> **YOUR INSTRUCTIONS**: Within the material below, how many lines carry the word "BTreeMap"? Answer with a single number.

> **DATA SHOWN**:
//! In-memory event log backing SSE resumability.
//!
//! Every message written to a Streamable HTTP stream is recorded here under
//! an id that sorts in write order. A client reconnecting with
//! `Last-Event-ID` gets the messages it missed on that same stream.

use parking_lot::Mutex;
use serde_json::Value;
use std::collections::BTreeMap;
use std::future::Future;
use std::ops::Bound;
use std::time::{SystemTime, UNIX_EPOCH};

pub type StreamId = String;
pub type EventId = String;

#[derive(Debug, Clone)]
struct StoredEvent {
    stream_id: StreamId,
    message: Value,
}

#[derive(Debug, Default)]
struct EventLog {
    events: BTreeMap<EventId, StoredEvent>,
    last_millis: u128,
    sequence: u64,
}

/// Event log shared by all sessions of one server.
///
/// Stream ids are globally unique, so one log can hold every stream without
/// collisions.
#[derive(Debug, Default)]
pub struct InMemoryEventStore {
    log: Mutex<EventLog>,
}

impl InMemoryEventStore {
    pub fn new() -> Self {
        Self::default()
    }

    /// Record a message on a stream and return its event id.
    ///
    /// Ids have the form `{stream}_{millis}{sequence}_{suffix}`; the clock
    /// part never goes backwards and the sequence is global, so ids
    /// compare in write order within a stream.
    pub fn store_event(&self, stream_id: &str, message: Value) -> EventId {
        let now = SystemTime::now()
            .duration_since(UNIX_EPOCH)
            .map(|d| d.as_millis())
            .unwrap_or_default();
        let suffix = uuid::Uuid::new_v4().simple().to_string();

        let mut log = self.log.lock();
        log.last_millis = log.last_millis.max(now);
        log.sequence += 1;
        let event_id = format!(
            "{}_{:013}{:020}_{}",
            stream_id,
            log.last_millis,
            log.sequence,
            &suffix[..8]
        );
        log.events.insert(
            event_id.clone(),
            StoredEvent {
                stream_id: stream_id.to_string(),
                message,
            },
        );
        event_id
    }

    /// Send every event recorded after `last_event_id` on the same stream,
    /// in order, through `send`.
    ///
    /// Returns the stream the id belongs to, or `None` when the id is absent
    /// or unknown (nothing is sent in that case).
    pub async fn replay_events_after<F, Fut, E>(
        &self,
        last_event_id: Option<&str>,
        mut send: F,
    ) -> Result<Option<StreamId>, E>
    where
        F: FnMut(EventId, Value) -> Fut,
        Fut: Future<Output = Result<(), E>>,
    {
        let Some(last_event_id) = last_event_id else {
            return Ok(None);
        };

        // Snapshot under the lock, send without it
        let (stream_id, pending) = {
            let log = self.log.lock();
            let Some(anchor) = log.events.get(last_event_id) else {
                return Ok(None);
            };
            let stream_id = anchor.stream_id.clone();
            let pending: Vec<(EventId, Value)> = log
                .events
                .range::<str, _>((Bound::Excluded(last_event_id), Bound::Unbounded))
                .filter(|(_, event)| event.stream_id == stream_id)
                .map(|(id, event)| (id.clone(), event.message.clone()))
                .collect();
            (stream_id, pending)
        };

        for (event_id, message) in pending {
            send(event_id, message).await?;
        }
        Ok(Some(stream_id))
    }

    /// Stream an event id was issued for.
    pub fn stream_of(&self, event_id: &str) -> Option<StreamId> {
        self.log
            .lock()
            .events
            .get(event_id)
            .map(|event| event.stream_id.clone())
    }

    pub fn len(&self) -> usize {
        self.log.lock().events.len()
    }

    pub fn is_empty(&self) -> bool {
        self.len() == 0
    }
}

==

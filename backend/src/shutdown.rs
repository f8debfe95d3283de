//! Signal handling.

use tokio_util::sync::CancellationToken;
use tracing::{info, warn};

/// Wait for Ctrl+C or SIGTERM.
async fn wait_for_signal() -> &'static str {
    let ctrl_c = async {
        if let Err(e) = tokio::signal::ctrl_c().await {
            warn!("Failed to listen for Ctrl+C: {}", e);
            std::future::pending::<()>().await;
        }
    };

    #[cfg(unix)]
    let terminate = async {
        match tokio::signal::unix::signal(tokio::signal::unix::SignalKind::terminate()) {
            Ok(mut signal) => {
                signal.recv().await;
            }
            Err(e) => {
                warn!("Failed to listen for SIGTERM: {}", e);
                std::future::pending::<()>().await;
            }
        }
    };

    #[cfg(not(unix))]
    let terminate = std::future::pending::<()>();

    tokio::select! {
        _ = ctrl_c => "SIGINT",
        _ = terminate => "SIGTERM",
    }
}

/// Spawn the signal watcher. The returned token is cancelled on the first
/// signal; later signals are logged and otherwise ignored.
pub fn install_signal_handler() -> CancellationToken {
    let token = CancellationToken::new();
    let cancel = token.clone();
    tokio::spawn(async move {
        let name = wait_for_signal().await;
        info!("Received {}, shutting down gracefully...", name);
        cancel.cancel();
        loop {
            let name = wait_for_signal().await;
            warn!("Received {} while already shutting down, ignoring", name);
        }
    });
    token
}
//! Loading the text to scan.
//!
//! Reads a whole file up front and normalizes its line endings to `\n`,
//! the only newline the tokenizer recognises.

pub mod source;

> **SOLUTION FOR THIS TASK**: 2